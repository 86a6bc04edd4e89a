use std::fmt::Display;

use axum::{
    Router,
    handler::Handler,
    http::StatusCode,
    middleware,
    routing::{MethodRouter, delete, get, post, put},
};
use metrics_exporter_prometheus::PrometheusHandle;
use tracing::debug;
use utoipa::openapi::OpenApi;
use utoipa_axum::router::OpenApiRouter;
use utoipa_swagger_ui::SwaggerUi;

use crate::metrics;

const METRICS_PATH: &str = "/metrics";

struct Route {
    method: &'static str,
    root_path: &'static str,
    relative_path: &'static str,
}

impl Display for Route {
    fn fmt(&self, f: &mut std::fmt::Formatter<'_>) -> std::fmt::Result {
        write!(
            f,
            "{}: {}{}",
            self.method, self.root_path, self.relative_path
        )
    }
}

/// Collects the routes of one service under a shared root path, then nests them with
/// swagger docs and an optional `/metrics` endpoint.
pub struct RouterBuilder<S> {
    inner: OpenApiRouter<S>,
    root_path: &'static str,
    routes: Vec<Route>,
}

impl<S> RouterBuilder<S>
where
    S: Send + Sync + Clone + 'static,
{
    pub fn new(root_path: &'static str) -> Self {
        Self {
            inner: OpenApiRouter::new(),
            root_path,
            routes: Vec::new(),
        }
    }

    fn route(
        mut self,
        method: &'static str,
        path: &'static str,
        method_router: MethodRouter<S>,
    ) -> Self {
        self.inner = self.inner.route(path, method_router);
        self.routes.push(Route {
            method,
            root_path: self.root_path,
            relative_path: path,
        });
        self
    }

    pub fn get<T, F>(self, path: &'static str, handler: F) -> Self
    where
        F: Handler<T, S>,
        T: 'static,
    {
        self.route("GET", path, get(handler))
    }

    pub fn post<T, F>(self, path: &'static str, handler: F) -> Self
    where
        F: Handler<T, S>,
        T: 'static,
    {
        self.route("POST", path, post(handler))
    }

    pub fn put<T, F>(self, path: &'static str, handler: F) -> Self
    where
        F: Handler<T, S>,
        T: 'static,
    {
        self.route("PUT", path, put(handler))
    }

    pub fn delete<T, F>(self, path: &'static str, handler: F) -> Self
    where
        F: Handler<T, S>,
        T: 'static,
    {
        self.route("DELETE", path, delete(handler))
    }

    /// Nests everything under the root path. With a metrics handle, requests are tracked
    /// and `/metrics` renders them; without one, `/metrics` answers 503.
    pub fn build(
        self,
        app_state: S,
        api_doc: OpenApi,
        metrics_handle: Option<PrometheusHandle>,
    ) -> Router {
        for route in &self.routes {
            debug!("Building route - {route}")
        }

        let routes = match metrics_handle {
            Some(handle) => self
                .inner
                .route(METRICS_PATH, get(|| async move { handle.render() }))
                .route_layer(middleware::from_fn(metrics::track_http)),
            None => self.inner.route(
                METRICS_PATH,
                get(|| async {
                    (
                        StatusCode::SERVICE_UNAVAILABLE,
                        "Metrics are disabled. Set METRICS_ENABLED and restart the service",
                    )
                }),
            ),
        };

        nest(self.root_path, routes, app_state, api_doc)
    }
}

fn nest<S>(
    root_path: &'static str,
    routes: OpenApiRouter<S>,
    app_state: S,
    api_doc: OpenApi,
) -> Router
where
    S: Send + Sync + Clone + 'static,
{
    let main_routes = OpenApiRouter::new()
        .nest(root_path, routes)
        .with_state(app_state);
    let (router, api) = OpenApiRouter::with_openapi(api_doc)
        .merge(main_routes)
        .split_for_parts();

    router.merge(
        SwaggerUi::new(format!("{}/swagger-ui", root_path))
            .url(format!("{}/api-docs/openapi.json", root_path), api),
    )
}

-.-.-

Goal of the exercise >> What is needed here is every record above, repeated exactly.

Response box >>
repository 86a6bc04edd4e89a
use std::fmt::Display;

use axum::{
    Router,
    handler::Handler,
    http::StatusCode,
    middleware,
    routing::{MethodRouter, delete, get, post, put},
};
use metrics_exporter_prometheus::PrometheusHandle;
use tracing::debug;
use utoipa::openapi::OpenApi;
use utoipa_axum::router::OpenApiRouter;
use utoipa_swagger_ui::SwaggerUi;

use crate::metrics;

const METRICS_PATH: &str = "/metrics";

struct Route {
    method: &'static str,
    root_path: &'static str,
    relative_path: &'static str,
}

impl Display for Route {
    fn fmt(&self, f: &mut std::fmt::Formatter<'_>) -> std::fmt::Result {
        write!(
            f,
            "{}: {}{}",
            self.method, self.root_path, self.relative_path
        )
    }
}

/// Collects the routes of one service under a shared root path, then nests them with
/// swagger docs and an optional `/metrics` endpoint.
pub struct RouterBuilder<S> {
    inner: OpenApiRouter<S>,
    root_path: &'static str,
    routes: Vec<Route>,
}

impl<S> RouterBuilder<S>
where
    S: Send + Sync + Clone + 'static,
{
    pub fn new(root_path: &'static str) -> Self {
        Self {
            inner: OpenApiRouter::new(),
            root_path,
            routes: Vec::new(),
        }
    }

    fn route(
        mut self,
        method: &'static str,
        path: &'static str,
        method_router: MethodRouter<S>,
    ) -> Self {
        self.inner = self.inner.route(path, method_router);
        self.routes.push(Route {
            method,
            root_path: self.root_path,
            relative_path: path,
        });
        self
    }

    pub fn get<T, F>(self, path: &'static str, handler: F) -> Self
    where
        F: Handler<T, S>,
        T: 'static,
    {
        self.route("GET", path, get(handler))
    }

    pub fn post<T, F>(self, path: &'static str, handler: F) -> Self
    where
        F: Handler<T, S>,
        T: 'static,
    {
        self.route("POST", path, post(handler))
    }

    pub fn put<T, F>(self, path: &'static str, handler: F) -> Self
    where
        F: Handler<T, S>,
        T: 'static,
    {
        self.route("PUT", path, put(handler))
    }

    pub fn delete<T, F>(self, path: &'static str, handler: F) -> Self
    where
        F: Handler<T, S>,
        T: 'static,
    {
        self.route("DELETE", path, delete(handler))
    }

    /// Nests everything under the root path. With a metrics handle, requests are tracked
    /// and `/metrics` renders them; without one, `/metrics` answers 503.
    pub fn build(
        self,
        app_state: S,
        api_doc: OpenApi,
        metrics_handle: Option<PrometheusHandle>,
    ) -> Router {
        for route in &self.routes {
            debug!("Building route - {route}")
        }

        let routes = match metrics_handle {
            Some(handle) => self
                .inner
                .route(METRICS_PATH, get(|| async move { handle.render() }))
                .route_layer(middleware::from_fn(metrics::track_http)),
            None => self.inner.route(
                METRICS_PATH,
                get(|| async {
                    (
                        StatusCode::SERVICE_UNAVAILABLE,
                        "Metrics are disabled. Set METRICS_ENABLED and restart the service",
                    )
                }),
            ),
        };

        nest(self.root_path, routes, app_state, api_doc)
    }
}

fn nest<S>(
    root_path: &'static str,
    routes: OpenApiRouter<S>,
    app_state: S,
    api_doc: OpenApi,
) -> Router
where
    S: Send + Sync + Clone + 'static,
{
    let main_routes = OpenApiRouter::new()
        .nest(root_path, routes)
        .with_state(app_state);
    let (router, api) = OpenApiRouter::with_openapi(api_doc)
        .merge(main_routes)
        .split_for_parts();

    router.merge(
        SwaggerUi::new(format!("{}/swagger-ui", root_path))
            .url(format!("{}/api-docs/openapi.json", root_path), api),
    )
}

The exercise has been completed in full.